Going back to medicine, we started a proposal for a project recently, headed by EPFL. This project compasses about 165 PIs. It is called the Human Brain Project. It is about simulating the human brain, being able to harness the data, starting from the molecules, all the way up to the brain and cognition – going through neurons, synapses and micro and meso and macro circuits, all the way up to the whole picture of the brain – then being able to harness all of that data and understand how the brain works.
This is, by and large, a data integration problem. We need to be able to integrate data knowledge through patterns and routes, and through models that we have, to understand how the brain works. As a very simple example, imagine a neuroscientist looking at this picture, seeing something interesting, and wanting to drug his or her mouse around the area that they are interested in and go directly in there and get more information – go deeply in there and get more information. That is not even possible if you have to go through the entire set of data to figure out where this area is and get the data that is needed to show the neuroscientist. If I take too long to do that, the neuroscientist is just going to lose context. He or she won’t even remember why they asked for that piece of data. I have to do this instantaneously. That is very important. That is why efficient data management is key here.

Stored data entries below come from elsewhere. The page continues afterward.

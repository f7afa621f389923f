//! Credential and authentication state types
//!
//! Defines the data model shared by the store backends and the manager:
//! the bearer [`Credential`], the opaque [`Principal`], the observable
//! [`AuthState`] snapshot, the persisted [`StoredRecord`], and the
//! [`RefreshPolicy`] configuration.

use chrono::{DateTime, Utc};
use serde::{Deserialize, Serialize};

/// Fixed, versioned storage key for the persisted credential record
///
/// Distinct from every other SDK-managed key so unrelated persisted state
/// can never collide with it.
pub const RECORD_KEY: &str = "quarry.auth.credentials.v1";

/// Opaque identity payload returned alongside a credential
///
/// Attached to [`AuthState`] for observability only; the core never
/// interprets its contents.
pub type Principal = serde_json::Value;

/// A bearer token with its issue and expiry timestamps
///
/// Immutable once created: a refresh produces a new `Credential`, never
/// mutates an old one.
#[derive(Debug, Clone, PartialEq, Eq, Serialize, Deserialize)]
pub struct Credential {
    /// Bearer token for API authentication
    pub token: String,

    /// When the credential was issued (UTC)
    pub issued_at: DateTime<Utc>,

    /// Absolute expiration timestamp (UTC)
    pub expires_at: DateTime<Utc>,
}

impl Credential {
    /// Build a credential from an exchange response at the given time
    ///
    /// The expiry is computed as `now + expires_in`; the exchange callback
    /// only reports a relative lifetime.
    #[must_use]
    pub fn from_exchange(response: &ExchangeResponse, now: DateTime<Utc>) -> Self {
        Self {
            token: response.token.clone(),
            issued_at: now,
            expires_at: now + chrono::Duration::seconds(response.expires_in),
        }
    }
}

/// Response from the injected credential exchange callback
///
/// The same callback backs both `login` and `refresh`: the remote service
/// does not expose a distinct refresh grant, so the callback encapsulates
/// whatever exchange mechanism the deployment has.
#[derive(Debug, Clone, Serialize, Deserialize)]
pub struct ExchangeResponse {
    /// Bearer token issued by the remote login call
    pub token: String,

    /// Token lifetime in seconds
    pub expires_in: i64,

    /// Optional identity payload issued with the token
    #[serde(skip_serializing_if = "Option::is_none")]
    pub principal: Option<Principal>,
}

/// Observable authentication state
///
/// Single source of truth, mutated only by the manager. External readers
/// always receive a clone, so subscribers cannot corrupt internal state.
///
/// Invariant: `is_authenticated` is true iff a non-expired credential was
/// present when the snapshot was taken.
#[derive(Debug, Clone, PartialEq, Default)]
pub struct AuthState {
    /// Current credential, if any
    pub credential: Option<Credential>,

    /// Identity payload from the last successful exchange
    pub principal: Option<Principal>,

    /// Whether a non-expired credential is present
    pub is_authenticated: bool,

    /// Whether a coordinated refresh is in flight
    pub is_refreshing: bool,

    /// Message from the most recent failed operation, if any
    pub last_error: Option<String>,
}

impl AuthState {
    /// The terminal logged-out state
    #[must_use]
    pub fn unauthenticated() -> Self {
        Self::default()
    }
}

/// The serialized `{ credential, principal }` pair persisted by a store
///
/// A record whose embedded credential is expired is treated as absent by
/// every read path (lazy eviction).
#[derive(Debug, Clone, PartialEq, Serialize, Deserialize)]
pub struct StoredRecord {
    /// Persisted credential
    pub credential: Credential,

    /// Persisted identity payload
    #[serde(skip_serializing_if = "Option::is_none")]
    pub principal: Option<Principal>,
}

/// Refresh behavior configuration
///
/// Defaults: refresh 5 minutes before expiry, exactly one exchange attempt
/// per refresh (fail-fast, so a real authentication problem is never masked
/// as a transient one), no retry delay.
#[derive(Debug, Clone, Copy)]
pub struct RefreshPolicy {
    /// Refresh proactively once `now >= expires_at - refresh_threshold`
    pub refresh_threshold: chrono::Duration,

    /// Maximum exchange attempts per coordinated refresh
    pub max_refresh_attempts: u32,

    /// Delay between attempts; unused at the default of one attempt
    pub retry_delay: std::time::Duration,
}

impl Default for RefreshPolicy {
    fn default() -> Self {
        Self {
            refresh_threshold: chrono::Duration::minutes(5),
            max_refresh_attempts: 1,
            retry_delay: std::time::Duration::ZERO,
        }
    }
}

#[cfg(test)]
mod tests {
    //! Unit tests for types.
    use super::*;

    fn sample_response() -> ExchangeResponse {
        ExchangeResponse {
            token: "token_123".to_string(),
            expires_in: 3600,
            principal: Some(serde_json::json!({ "user": "quarry@example.com" })),
        }
    }

    /// Validates `Credential::from_exchange` behavior for the credential
    /// creation scenario.
    ///
    /// Assertions:
    /// - Confirms `credential.token` equals `"token_123"`.
    /// - Confirms `credential.issued_at` equals `now`.
    /// - Confirms `credential.expires_at` equals `now + 3600s`.
    #[test]
    fn test_credential_from_exchange() {
        let now = Utc::now();
        let credential = Credential::from_exchange(&sample_response(), now);

        assert_eq!(credential.token, "token_123");
        assert_eq!(credential.issued_at, now);
        assert_eq!(credential.expires_at, now + chrono::Duration::seconds(3600));
    }

    /// Validates `AuthState::unauthenticated` behavior for the terminal state
    /// scenario.
    ///
    /// Assertions:
    /// - Ensures every field reports the logged-out value.
    #[test]
    fn test_unauthenticated_state() {
        let state = AuthState::unauthenticated();

        assert!(state.credential.is_none());
        assert!(state.principal.is_none());
        assert!(!state.is_authenticated);
        assert!(!state.is_refreshing);
        assert!(state.last_error.is_none());
    }

    /// Validates `RefreshPolicy::default` behavior for the policy defaults
    /// scenario.
    ///
    /// Assertions:
    /// - Confirms the threshold equals five minutes.
    /// - Confirms `max_refresh_attempts` equals `1`.
    #[test]
    fn test_refresh_policy_defaults() {
        let policy = RefreshPolicy::default();

        assert_eq!(policy.refresh_threshold, chrono::Duration::minutes(5));
        assert_eq!(policy.max_refresh_attempts, 1);
        assert_eq!(policy.retry_delay, std::time::Duration::ZERO);
    }

    /// Validates `StoredRecord` serialization for the record roundtrip
    /// scenario.
    ///
    /// Assertions:
    /// - Confirms the deserialized record equals the original.
    #[test]
    fn test_stored_record_serde_roundtrip() {
        let now = Utc::now();
        let record = StoredRecord {
            credential: Credential::from_exchange(&sample_response(), now),
            principal: Some(serde_json::json!({ "user": "quarry@example.com" })),
        };

        let json = serde_json::to_string(&record).unwrap();
        let back: StoredRecord = serde_json::from_str(&json).unwrap();

        assert_eq!(back, record);
    }
}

So, bridging is the key. Communication is the key, communication between computer science and all the other domain sciences. The brain scientist has to tell me what they need in order for me to be able to provide the appropriate methods for them to find it – the astronomer the same thing. Interdisciplinary research is a very important thing, but also in order to bridge the gap between data connection and data processing.
I am going to end with a duality of my science, which is essential – its service nature to other sciences, and at the same time its introspective nature to cope with the growth of the underlying technology. Building algorithms to do work is a difficult thing. You have to build a sequence of steps, describe what you need to do and then get to the target.
Consider cooking for example. Cooking is a tedious process for many. It is an enjoyable process for a lot of people. A chef who wants to cook a seven-course meal has a timeframe. Now, this seven-course meal requires ten hours to do. The chef says: “I need ten hours.” The restaurant owner says: “That is not good enough; I need it in fifteen minutes.” I am going to give you 40 sous chefs who are going to do it for you in due time, because 10 hours by 40 gives us 15 minutes. So, just divide the work to them. Isn’t that simple? Well, that is not really very simple, right? The reason why it is not simple is that you cannot really divide the work just like that. The flavours don’t mix if you don’t mix them correctly, if you just divide the ingredients around. But there is another even subtler problem. Say that you are smart as a chef and that you divided the work correctly. What if there is only one saltshaker? Putting salt on the dish is a process that takes a split second, but putting salt when 40 people are waiting to put salt basically makes 39 people wait. So, all this parallelism doesn’t work. Use of critical resources is very important to be done correctly. That is a very difficult problem, because a human brain is used to work through a sequence of steps.
This is what a computer looks like today. It is a highly parallel machine and that is why we need to get past that hurdle. Finally, data-driven science is what we have today. We are bridging computer science with all the main sciences to harness data into useful information. Thank you.